### TASK DETAILS
Reproduce this listing in full.

### DATA EXTRACT
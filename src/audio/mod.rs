//! Audio: loop-locked preview playback and export-time PCM preparation.

/// Export audio decoding and temp file handling.
pub mod graph;
/// Loop-boundary resync for preview audio.
pub mod sync;
use std::fmt;

/// What the viewer is doing.
///
/// Only [`PlaybackState::Playing`] and [`PlaybackState::Exporting`] keep the render loop armed.
#[derive(Clone, Debug, Default, PartialEq, Eq)]
pub enum PlaybackState {
    /// Loop stopped; the last frame stays on screen.
    #[default]
    Paused,
    /// Loop running, audio following.
    Playing,
    /// Loop running for capture; play/pause requests are ignored.
    Exporting,
    /// Last export failed; behaves like paused until the user acts.
    Failed(String),
}

/// Inputs that move [`PlaybackState`].
#[derive(Clone, Debug, PartialEq, Eq)]
pub enum PlaybackEvent {
    /// Start or resume the loop.
    Play,
    /// Stop the loop.
    Pause,
    /// Flip between play and pause.
    Toggle,
    /// Capture is about to start.
    BeginExport,
    /// Capture finished and the file was handed off.
    FinishExport,
    /// Capture failed.
    FailExport(String),
}

impl PlaybackState {
    /// Whether the render loop should re-arm after a frame.
    pub fn keeps_loop_armed(&self) -> bool {
        matches!(self, Self::Playing | Self::Exporting)
    }

    /// Whether an export is in flight.
    pub fn is_exporting(&self) -> bool {
        matches!(self, Self::Exporting)
    }

    /// Whether the loop is playing for the user.
    pub fn is_playing(&self) -> bool {
        matches!(self, Self::Playing)
    }

    /// State after `event`, or `None` when the event does not apply.
    pub fn next(&self, event: &PlaybackEvent) -> Option<Self> {
        use PlaybackEvent as E;
        match (self, event) {
            (Self::Exporting, E::FinishExport) => Some(Self::Playing),
            (Self::Exporting, E::FailExport(msg)) => Some(Self::Failed(msg.clone())),
            (Self::Exporting, _) => None,
            (_, E::BeginExport) => Some(Self::Exporting),
            (Self::Playing, E::Play) | (Self::Paused, E::Pause) => None,
            (_, E::Play) => Some(Self::Playing),
            (_, E::Pause) => Some(Self::Paused),
            (Self::Playing, E::Toggle) => Some(Self::Paused),
            (_, E::Toggle) => Some(Self::Playing),
            (_, E::FinishExport | E::FailExport(_)) => None,
        }
    }

    /// Apply `event` in place; returns whether the state changed.
    pub fn apply(&mut self, event: PlaybackEvent) -> bool {
        match self.next(&event) {
            Some(next) => {
                tracing::debug!(from = %self, to = %next, ?event, "playback transition");
                *self = next;
                true
            }
            None => false,
        }
    }
}

impl fmt::Display for PlaybackState {
    fn fmt(&self, f: &mut fmt::Formatter<'_>) -> fmt::Result {
        match self {
            Self::Paused => f.write_str("paused"),
            Self::Playing => f.write_str("playing"),
            Self::Exporting => f.write_str("exporting"),
            Self::Failed(msg) => write!(f, "failed: {msg}"),
        }
    }
}

#[cfg(test)]
#[path = "../../tests/unit/playback/state.rs"]
mod tests;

### TASK RESPONSE
filename src/audio/mod.rs
//! Audio: loop-locked preview playback and export-time PCM preparation.

/// Export audio decoding and temp file handling.
pub mod graph;
/// Loop-boundary resync for preview audio.
pub mod sync;
use std::fmt;

/// What the viewer is doing.
///
/// Only [`PlaybackState::Playing`] and [`PlaybackState::Exporting`] keep the render loop armed.
#[derive(Clone, Debug, Default, PartialEq, Eq)]
pub enum PlaybackState {
    /// Loop stopped; the last frame stays on screen.
    #[default]
    Paused,
    /// Loop running, audio following.
    Playing,
    /// Loop running for capture; play/pause requests are ignored.
    Exporting,
    /// Last export failed; behaves like paused until the user acts.
    Failed(String),
}

/// Inputs that move [`PlaybackState`].
#[derive(Clone, Debug, PartialEq, Eq)]
pub enum PlaybackEvent {
    /// Start or resume the loop.
    Play,
    /// Stop the loop.
    Pause,
    /// Flip between play and pause.
    Toggle,
    /// Capture is about to start.
    BeginExport,
    /// Capture finished and the file was handed off.
    FinishExport,
    /// Capture failed.
    FailExport(String),
}

impl PlaybackState {
    /// Whether the render loop should re-arm after a frame.
    pub fn keeps_loop_armed(&self) -> bool {
        matches!(self, Self::Playing | Self::Exporting)
    }

    /// Whether an export is in flight.
    pub fn is_exporting(&self) -> bool {
        matches!(self, Self::Exporting)
    }

    /// Whether the loop is playing for the user.
    pub fn is_playing(&self) -> bool {
        matches!(self, Self::Playing)
    }

    /// State after `event`, or `None` when the event does not apply.
    pub fn next(&self, event: &PlaybackEvent) -> Option<Self> {
        use PlaybackEvent as E;
        match (self, event) {
            (Self::Exporting, E::FinishExport) => Some(Self::Playing),
            (Self::Exporting, E::FailExport(msg)) => Some(Self::Failed(msg.clone())),
            (Self::Exporting, _) => None,
            (_, E::BeginExport) => Some(Self::Exporting),
            (Self::Playing, E::Play) | (Self::Paused, E::Pause) => None,
            (_, E::Play) => Some(Self::Playing),
            (_, E::Pause) => Some(Self::Paused),
            (Self::Playing, E::Toggle) => Some(Self::Paused),
            (_, E::Toggle) => Some(Self::Playing),
            (_, E::FinishExport | E::FailExport(_)) => None,
        }
    }

    /// Apply `event` in place; returns whether the state changed.
    pub fn apply(&mut self, event: PlaybackEvent) -> bool {
        match self.next(&event) {
            Some(next) => {
                tracing::debug!(from = %self, to = %next, ?event, "playback transition");
                *self = next;
                true
            }
            None => false,
        }
    }
}

impl fmt::Display for PlaybackState {
    fn fmt(&self, f: &mut fmt::Formatter<'_>) -> fmt::Result {
        match self {
            Self::Paused => f.write_str("paused"),
            Self::Playing => f.write_str("playing"),
            Self::Exporting => f.write_str("exporting"),
            Self::Failed(msg) => write!(f, "failed: {msg}"),
        }
    }
}

#[cfg(test)]
#[path = "../../tests/unit/playback/state.rs"]
mod tests;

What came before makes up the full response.